Bloodroot is native to eastern North America. It is named for its bright orange roots, which branch and spread to form large colonies. An yellow-orange dye is made from the roots.
Plants: 4½-16" (12-40 cm) high.
Leaves: Each plant typically has a single leaf up to 4½" (12 cm) across, with multiple rounded lobes.
They are bumpy on the upper surface, and the undersides are pale bluish green, with large
Young plants flower while the leaf is still tightly furled around the flower stem, like a
sheath, even though the leaf is on its own stem.
Flowers: White with a yellow center, with 8-15 petals, 6-10" (15-25 cm) above
the ground, appearing from March to May. (Some cultivated varieties have doubled flowers, one right on
top of the other.) The petals are variable, sometimes fairly narrow and sharp-tipped;
others wider and more rounded.
Fruits: Shaped like a miniature cone or ear of corn,
about ¾-1" (1.9-2.5 cm) long.
Medical: The reddish root sap is poisonous, producing
a burning sensation on the tongue.

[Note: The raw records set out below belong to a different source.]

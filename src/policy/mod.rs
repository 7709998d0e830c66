//! Heap management policies.

/// The region-based garbage-first heap: regions, their remembered sets and liveness, the
/// collection set candidates, and the full-heap compacting collector.
pub mod g1;
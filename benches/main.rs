use criterion::criterion_group;
use criterion::criterion_main;
use criterion::Criterion;

#[cfg(all(feature = "mock_test", feature = "test_private"))]
pub mod mock_bench;

#[cfg(all(not(feature = "mock_test"), feature = "test_private"))]
pub mod regular_bench;

pub fn bench_main(_c: &mut Criterion) {
    cfg_if::cfg_if! {
        if #[cfg(feature = "mock_test")] {
            // If the "mock_test" feature is enabled, we only run mock test.
            mock_bench::bench(_c);
        } else if #[cfg(feature = "test_private")] {
            regular_bench::bench(_c);
        } else {
            eprintln!("ERROR: Benchmarks in mmtk_g1 requires the test_private feature (implied by mock_test) to run.");
            eprintln!("  Rerun with `cargo bench --features mock_test -- bench_name` to run full GC benchmarks.");
            eprintln!("  Rerun with `cargo bench --features test_private -- bench_name` to run other benchmarks.");
            std::process::exit(1);
        }
    }
}

criterion_group!(benches, bench_main);
criterion_main!(benches);
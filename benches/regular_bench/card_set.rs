//! Benchmarks for adding cards to remembered sets, sparse and dense.

use criterion::Criterion;
use mmtk_g1::policy::g1::card_set::CardSet;
use mmtk_g1::util::options::Options;
use rand::{Rng, SeedableRng};
use rand_chacha::ChaCha8Rng;
use std::hint::black_box;
use std::sync::Arc;

const NUM_CARDS: usize = 4096;

fn cards(range: usize) -> Vec<usize> {
    let mut rng = ChaCha8Rng::seed_from_u64(0);
    (0..NUM_CARDS).map(|_| rng.random_range(0..range)).collect()
}

fn bench_add(c: &mut Criterion, name: &str, cards: Vec<usize>) {
    let config = Arc::new(CardSet::configuration(&Options::default()));
    c.bench_function(name, |b| {
        let set = CardSet::new(config.clone());
        b.iter(|| {
            for &card in cards.iter() {
                black_box(set.add_card(card));
            }
            set.clear();
        });
    });
}

pub fn bench(c: &mut Criterion) {
    // Spread over many regions, so most containers stay arrays.
    bench_add(c, "card_set_add_sparse", cards(1 << 24));
    // Few regions, so containers turn into bitmaps.
    bench_add(c, "card_set_add_dense", cards(1 << 13));
}
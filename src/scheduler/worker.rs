use crate::util::options::Options;
use std::time::Instant;

/// The identity of a GC worker thread while it runs a task.
#[derive(Copy, Clone, Debug, PartialEq, Eq)]
pub struct GCWorker {
    /// The index of the worker in `0..active_workers`.
    pub ordinal: usize,
}

/// A parallel task. Every active worker calls `work` once, with its own ordinal. The task
/// is shared between the workers, so any per-worker state must be indexed by the ordinal.
pub trait WorkerTask: Sync {
    fn name(&self) -> &'static str;

    fn work(&self, worker: GCWorker);
}

/// A fixed-size gang of GC worker threads. The threads only exist while a task runs; a task
/// returns once every worker has finished it, which is the barrier between phases.
pub struct WorkerPool {
    max_workers: usize,
    active_workers: usize,
}

impl WorkerPool {
    pub fn new(options: &Options) -> Self {
        Self::with_workers(options.threads)
    }

    pub fn with_workers(max_workers: usize) -> Self {
        assert!(max_workers > 0);
        Self {
            max_workers,
            active_workers: max_workers,
        }
    }

    pub fn max_workers(&self) -> usize {
        self.max_workers
    }

    pub fn active_workers(&self) -> usize {
        self.active_workers
    }

    /// Use `n` workers for the following tasks. Returns the number actually used, which is
    /// clamped to `1..=max_workers`.
    pub fn update_active_workers(&mut self, n: usize) -> usize {
        self.active_workers = n.clamp(1, self.max_workers);
        self.active_workers
    }

    /// Run `task` on every active worker and wait for all of them. The calling thread acts
    /// as worker 0.
    pub fn run_task(&self, task: &dyn WorkerTask) {
        self.run_task_with(task, self.active_workers)
    }

    /// Run `task` on `num_workers` workers, which may be fewer than the active workers.
    pub fn run_task_with(&self, task: &dyn WorkerTask, num_workers: usize) {
        let num_workers = num_workers.clamp(1, self.max_workers);
        let start = Instant::now();
        let result = crossbeam::thread::scope(|s| {
            for ordinal in 1..num_workers {
                s.spawn(move |_| run_on_worker(task, GCWorker { ordinal }));
            }
            run_on_worker(task, GCWorker { ordinal: 0 });
        });
        if let Err(e) = result {
            // A worker panicked. The heap is in an unknown state, so there is no way to go on.
            std::panic::resume_unwind(Box::new(format!(
                "GC worker panicked in task {}: {:?}",
                task.name(),
                e
            )));
        }
        debug!(
            "{}: {} workers, {:.3} ms",
            task.name(),
            num_workers,
            start.elapsed().as_secs_f64() * 1000.0
        );
    }
}

fn run_on_worker(task: &dyn WorkerTask, worker: GCWorker) {
    probe!(mmtk_g1, task_begin, worker.ordinal);
    let start = Instant::now();
    task.work(worker);
    trace!(
        "{} (worker {}): {:.3} ms",
        task.name(),
        worker.ordinal,
        start.elapsed().as_secs_f64() * 1000.0
    );
    probe!(mmtk_g1, task_end, worker.ordinal);
}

By some accounts it is harmful to the skin. Native peoples used the root sap to
treat rheumatism, asthma, fevers, bronchial ailments, and skin conditions. The sap was sometimes used
as a face and body paint. The Ponca tribe believed it to be
a kind of love potion as well. After applying some sap to their hand, they contrived to hold the
hand of a maiden they wished to marry, and after a few days, she would do so. Today’s
applications are more prosaic: an bloodroot alkaloid called sanguinarine is used in mouthwash
and toothpaste as a plaque inhibitor. We don’t recommend that you use it for anything, though,
since the FDA considers it “unsafe.”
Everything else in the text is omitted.